Na janela de contraste de brilho, ajuste os controles deslizantes mínimo e máximo até que os neurônios sejam claramente distinguíveis. Em seguida, ajuste o nível de limiar até que todos os neurônios apareçam como pequenos pontos vermelhos separados de outros objetos. Ajuste o controle deslizante do quadro para observar o movimento do neurônio e as mudanças de intensidade, observando quaisquer animais a serem excluídos do rastreamento, como devido à sobreposição com outros animais.
Depois de identificar os neurônios para rastreamento, ajuste o nível de limiar para cada animal, se necessário, de modo que a área de limiar vermelha acima do neurônio seja visível em cada quadro. Clique no neurônio para registrar sua posição e nível de limiar. Quando todos os neurônios estiverem selecionados, pressione a barra de espaço para iniciar o rastreamento.
Monitore o processo de rastreamento de cada animal e faça as correções necessárias. Se o NeuroTracker parar, ele perdeu o neurônio. Ajuste o nível de limite conforme necessário e clique novamente no neurônio.
Se a caixa de integração saltar para outro animal próximo ou estrutura não neuronal, pressione a barra de espaço para pausar. Mova o controle deslizante de volta para o primeiro quadro errôneo e clique novamente no local correto do neurônio. Execute o neurotrackersummarypdf.
m no MATLAB e selecione a pasta que contém os arquivos de texto de dados do NeuroTracker. Aguarde a geração de um PDF resumido, permitindo a verificação do processo de rastreamento. Os animais podem ser identificados pelos números e pelas respostas neurais de cada animal e ensaio e ser visualizados para avaliar a variabilidade populacional.
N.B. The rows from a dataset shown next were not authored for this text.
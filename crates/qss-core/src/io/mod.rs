pub mod image_io;

pub use image_io::{load_gray_plane, load_patch, patch_from_image, save_map, LoadedPatch};
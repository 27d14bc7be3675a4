//! Trigonometric constants for the fixed-length transforms.
//!
//! Values are rounded from 36 significant digits, so symmetric entries
//! (e.g. `cos(4π/3)` and `cos(2π/3)`) round to exactly the same magnitude.
//! The exact zero spectra of constant inputs depend on that.
#![allow(clippy::excessive_precision)]

/// `cos(2πk/64)` for `k` in `0..32`.
pub(crate) const TWIDDLE_64_COS: [f64; 32] = [
    1.0, 0.995184726672196886244836953109479922,
    0.980785280403230449126182236134239037, 0.956940335732208864935797886980269969,
    0.923879532511286756128183189396788287, 0.88192126434835502971275686366038835,
    0.831469612302545237078788377617905757, 0.773010453362736960810906609758469801,
    0.707106781186547524400844362104849039, 0.634393284163645498215171613225493371,
    0.555570233019602224742830813948532874, 0.471396736825997648556387625905254378,
    0.382683432365089771728459984030398867, 0.290284677254462367636192375817395275,
    0.195090322016128267848284868477022241, 0.098017140329560601994195563888641846,
    0.0, -0.098017140329560601994195563888641846,
    -0.195090322016128267848284868477022241, -0.290284677254462367636192375817395275,
    -0.382683432365089771728459984030398867, -0.471396736825997648556387625905254378,
    -0.555570233019602224742830813948532874, -0.634393284163645498215171613225493371,
    -0.707106781186547524400844362104849039, -0.773010453362736960810906609758469801,
    -0.831469612302545237078788377617905757, -0.88192126434835502971275686366038835,
    -0.923879532511286756128183189396788287, -0.956940335732208864935797886980269969,
    -0.980785280403230449126182236134239037, -0.995184726672196886244836953109479922,
];

/// `sin(2πk/64)` for `k` in `0..32`.
pub(crate) const TWIDDLE_64_SIN: [f64; 32] = [
    0.0, 0.098017140329560601994195563888641846,
    0.195090322016128267848284868477022241, 0.290284677254462367636192375817395275,
    0.382683432365089771728459984030398867, 0.471396736825997648556387625905254378,
    0.555570233019602224742830813948532874, 0.634393284163645498215171613225493371,
    0.707106781186547524400844362104849039, 0.773010453362736960810906609758469801,
    0.831469612302545237078788377617905757, 0.88192126434835502971275686366038835,
    0.923879532511286756128183189396788287, 0.956940335732208864935797886980269969,
    0.980785280403230449126182236134239037, 0.995184726672196886244836953109479922,
    1.0, 0.995184726672196886244836953109479922,
    0.980785280403230449126182236134239037, 0.956940335732208864935797886980269969,
    0.923879532511286756128183189396788287, 0.88192126434835502971275686366038835,
    0.831469612302545237078788377617905757, 0.773010453362736960810906609758469801,
    0.707106781186547524400844362104849039, 0.634393284163645498215171613225493371,
    0.555570233019602224742830813948532874, 0.471396736825997648556387625905254378,
    0.382683432365089771728459984030398867, 0.290284677254462367636192375817395275,
    0.195090322016128267848284868477022241, 0.098017140329560601994195563888641846,
];

/// `cos(2πk/48)` for `k` in `0..48`.
pub(crate) const TWIDDLE_48_COS: [f64; 48] = [
    1.0, 0.991444861373810411144557526928562871,
    0.965925826289068286749743199728897368, 0.923879532511286756128183189396788287,
    0.866025403784438646763723170752936183, 0.793353340291235164579776961501299277,
    0.707106781186547524400844362104849039, 0.608761429008720639416097542898164005,
    0.5, 0.382683432365089771728459984030398867,
    0.258819045102520762348898837624048328, 0.13052619222005159154840622789548901,
    0.0, -0.13052619222005159154840622789548901,
    -0.258819045102520762348898837624048328, -0.382683432365089771728459984030398867,
    -0.5, -0.608761429008720639416097542898164005,
    -0.707106781186547524400844362104849039, -0.793353340291235164579776961501299277,
    -0.866025403784438646763723170752936183, -0.923879532511286756128183189396788287,
    -0.965925826289068286749743199728897368, -0.991444861373810411144557526928562871,
    -1.0, -0.991444861373810411144557526928562871,
    -0.965925826289068286749743199728897368, -0.923879532511286756128183189396788287,
    -0.866025403784438646763723170752936183, -0.793353340291235164579776961501299277,
    -0.707106781186547524400844362104849039, -0.608761429008720639416097542898164005,
    -0.5, -0.382683432365089771728459984030398867,
    -0.258819045102520762348898837624048328, -0.13052619222005159154840622789548901,
    0.0, 0.13052619222005159154840622789548901,
    0.258819045102520762348898837624048328, 0.382683432365089771728459984030398867,
    0.5, 0.608761429008720639416097542898164005,
    0.707106781186547524400844362104849039, 0.793353340291235164579776961501299277,
    0.866025403784438646763723170752936183, 0.923879532511286756128183189396788287,
    0.965925826289068286749743199728897368, 0.991444861373810411144557526928562871,
];

/// `sin(2πk/48)` for `k` in `0..48`.
pub(crate) const TWIDDLE_48_SIN: [f64; 48] = [
    0.0, 0.13052619222005159154840622789548901,
    0.258819045102520762348898837624048328, 0.382683432365089771728459984030398867,
    0.5, 0.608761429008720639416097542898164005,
    0.707106781186547524400844362104849039, 0.793353340291235164579776961501299277,
    0.866025403784438646763723170752936183, 0.923879532511286756128183189396788287,
    0.965925826289068286749743199728897368, 0.991444861373810411144557526928562871,
    1.0, 0.991444861373810411144557526928562871,
    0.965925826289068286749743199728897368, 0.923879532511286756128183189396788287,
    0.866025403784438646763723170752936183, 0.793353340291235164579776961501299277,
    0.707106781186547524400844362104849039, 0.608761429008720639416097542898164005,
    0.5, 0.382683432365089771728459984030398867,
    0.258819045102520762348898837624048328, 0.13052619222005159154840622789548901,
    0.0, -0.13052619222005159154840622789548901,
    -0.258819045102520762348898837624048328, -0.382683432365089771728459984030398867,
    -0.5, -0.608761429008720639416097542898164005,
    -0.707106781186547524400844362104849039, -0.793353340291235164579776961501299277,
    -0.866025403784438646763723170752936183, -0.923879532511286756128183189396788287,
    -0.965925826289068286749743199728897368, -0.991444861373810411144557526928562871,
    -1.0, -0.991444861373810411144557526928562871,
    -0.965925826289068286749743199728897368, -0.923879532511286756128183189396788287,
    -0.866025403784438646763723170752936183, -0.793353340291235164579776961501299277,
    -0.707106781186547524400844362104849039, -0.608761429008720639416097542898164005,
    -0.5, -0.382683432365089771728459984030398867,
    -0.258819045102520762348898837624048328, -0.13052619222005159154840622789548901,
];
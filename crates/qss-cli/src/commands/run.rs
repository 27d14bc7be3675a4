use std::path::{Path, PathBuf};
use std::sync::Arc;

use anyhow::{bail, Context, Result};
use clap::{Args, ValueEnum};
use indicatif::{ProgressBar, ProgressStyle};
use qss_core::color::ColorSpace;
use qss_core::pipeline::config::{MapFormat, PipelineConfig, Precision, ScaleOutput};
use qss_core::pipeline::{
    run_directory_reported, run_pipeline_reported, PipelineStage, ProgressReporter,
};
use tracing::debug;

use crate::summary::print_run_summary;

#[derive(Clone, Copy, ValueEnum)]
pub enum ColorSpaceArg {
    Rgb,
    Lab,
}

#[derive(Clone, Copy, ValueEnum)]
pub enum PrecisionArg {
    Single,
    Double,
}

#[derive(Clone, Copy, ValueEnum)]
pub enum FormatArg {
    Tiff,
    Png,
}

#[derive(Args)]
pub struct RunArgs {
    /// Input image file, or a directory of images
    pub input: PathBuf,

    /// Output map file, or output directory for directory input
    #[arg(short, long)]
    pub output: Option<PathBuf>,

    /// Pipeline config file (TOML); command-line flags override it
    #[arg(long)]
    pub config: Option<PathBuf>,

    /// Comma-separated quaternion axis a,b,c,d (unit, pure imaginary)
    #[arg(long, allow_hyphen_values = true)]
    pub axis: Option<String>,

    /// Color encoding of the imaginary channels
    #[arg(long, value_enum)]
    pub color_space: Option<ColorSpaceArg>,

    /// Kernel floating-point precision
    #[arg(long, value_enum)]
    pub precision: Option<PrecisionArg>,

    /// Smoothing sigma as a fraction of the map width
    #[arg(long)]
    pub sigma: Option<f32>,

    /// Disable Gaussian smoothing
    #[arg(long)]
    pub no_smoothing: bool,

    /// Write raw values instead of min-max scaling
    #[arg(long)]
    pub raw: bool,

    /// Keep the 48x64 patch size instead of resizing to the input
    #[arg(long)]
    pub patch_size: bool,

    /// Map format for directory input
    #[arg(long, value_enum)]
    pub format: Option<FormatArg>,
}

/// Drives an indicatif bar from pipeline stage events.
struct BarReporter {
    pb: ProgressBar,
}

impl ProgressReporter for BarReporter {
    fn begin_stage(&self, stage: PipelineStage, total_items: Option<usize>) {
        if let Some(total) = total_items {
            self.pb.set_length(total as u64);
            self.pb.set_position(0);
        }
        self.pb.set_message(stage.to_string());
    }

    fn advance(&self, items_done: usize) {
        self.pb.set_position(items_done as u64);
    }
}

pub fn run(args: &RunArgs) -> Result<()> {
    let directory = args.input.is_dir();
    let config = build_config(args, directory)?;
    print_run_summary(&config, directory);

    if directory {
        let pb = ProgressBar::new(0);
        pb.set_style(
            ProgressStyle::default_bar()
                .template("{msg:20} [{bar:40}] {pos}/{len}")?
                .progress_chars("=> "),
        );
        let reporter = Arc::new(BarReporter { pb: pb.clone() });
        let written = run_directory_reported(&config, reporter)?;
        pb.finish_with_message("Done");
        println!(
            "\n{} map(s) saved to {}",
            written.len(),
            config.output.display()
        );
    } else {
        let pb = ProgressBar::new_spinner();
        let reporter = Arc::new(BarReporter { pb: pb.clone() });
        let output = run_pipeline_reported(&config, reporter)?;
        pb.finish_with_message("Done");
        let (h, w) = output.map.dim();
        println!("\n{}x{} map saved to {}", w, h, config.output.display());
    }

    Ok(())
}

fn build_config(args: &RunArgs, directory: bool) -> Result<PipelineConfig> {
    let mut config = match args.config {
        Some(ref path) => PipelineConfig::load(path)
            .with_context(|| format!("Failed to load config {}", path.display()))?,
        None => PipelineConfig::default(),
    };

    config.input = args.input.clone();
    config.output = match args.output {
        Some(ref out) => out.clone(),
        None if directory => default_output_dir(&args.input),
        None if args.config.is_some() => config.output.clone(),
        None => PathBuf::from("saliency.tiff"),
    };

    if let Some(ref axis) = args.axis {
        config.saliency.axis = parse_axis(axis)?;
    }
    if let Some(space) = args.color_space {
        config.preprocess.color_space = match space {
            ColorSpaceArg::Rgb => ColorSpace::Rgb,
            ColorSpaceArg::Lab => ColorSpace::Lab,
        };
    }
    if let Some(precision) = args.precision {
        config.saliency.precision = match precision {
            PrecisionArg::Single => Precision::Single,
            PrecisionArg::Double => Precision::Double,
        };
    }
    if let Some(sigma) = args.sigma {
        config.postprocess.smoothing.sigma_fraction = sigma;
    }
    if args.no_smoothing {
        config.postprocess.smoothing.enabled = false;
    }
    if args.raw {
        config.postprocess.scale_output = ScaleOutput::Raw;
    }
    if args.patch_size {
        config.postprocess.resize_to_input = false;
    }
    if let Some(format) = args.format {
        config.format = match format {
            FormatArg::Tiff => MapFormat::Tiff,
            FormatArg::Png => MapFormat::Png,
        };
    }

    config.validate().context("Invalid pipeline config")?;
    debug!(?config, "Resolved pipeline config");
    Ok(config)
}

fn parse_axis(text: &str) -> Result<[f64; 4]> {
    let values: Vec<f64> = text
        .split(',')
        .map(|s| s.trim().parse::<f64>())
        .collect::<std::result::Result<_, _>>()
        .with_context(|| format!("Invalid axis '{}'", text))?;
    match values.as_slice() {
        &[a, b, c, d] => Ok([a, b, c, d]),
        _ => bail!("Axis needs 4 comma-separated values, got {}", values.len()),
    }
}

fn default_output_dir(input: &Path) -> PathBuf {
    let name = input
        .file_name()
        .map(|n| n.to_string_lossy().into_owned())
        .unwrap_or_else(|| "images".to_string());
    input.with_file_name(format!("{}_saliency", name))
}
Use a função DataBrowse. m para explorar os dados neurais agrupados por número de ensaio, número de animais, padrão de estimulação ou por outra categoria. O fenômeno de inibição temporal foi testado em um experimento de pulso pareado que produziu oito padrões consistindo de dois pulsos odorantes de um segundo separados por um intervalo que variou de zero a 20 segundos.
O primeiro pulso de odor de um segundo provocou igual magnitude de resposta nos neurônios AWA que detectam o diacetil e as respostas no segundo pulso variaram com o intervalo inter-estímulo. A desinibição foi avaliada pelo experimento catch trial, onde foi observada adaptação ao estímulo diacetil, mas a apresentação do novo estímulo 2-metilpirazina não provocou um forte efeito de desinibição. A estimulação multimodal testada revelou que a estimulação química isoladamente causou adaptação, enquanto a estimulação óptica isoladamente não.
No entanto, o padrão de estímulo multimodal combinado demonstrou que as respostas optogênicas foram suscetíveis à adaptação quimicamente induzida. Ao modificar o desenho microfluídico para incluir duas arenas, podemos comparar perturbações genéticas ou outras ao lado de uma referência combinada ao mesmo tempo. Uma vez configurado, o sistema pode ser modificado de várias maneiras.
Por exemplo, medimos automaticamente as respostas químicas à dose e as mudanças dependentes do estado da atividade neural, como entre os estados de sono e vigília.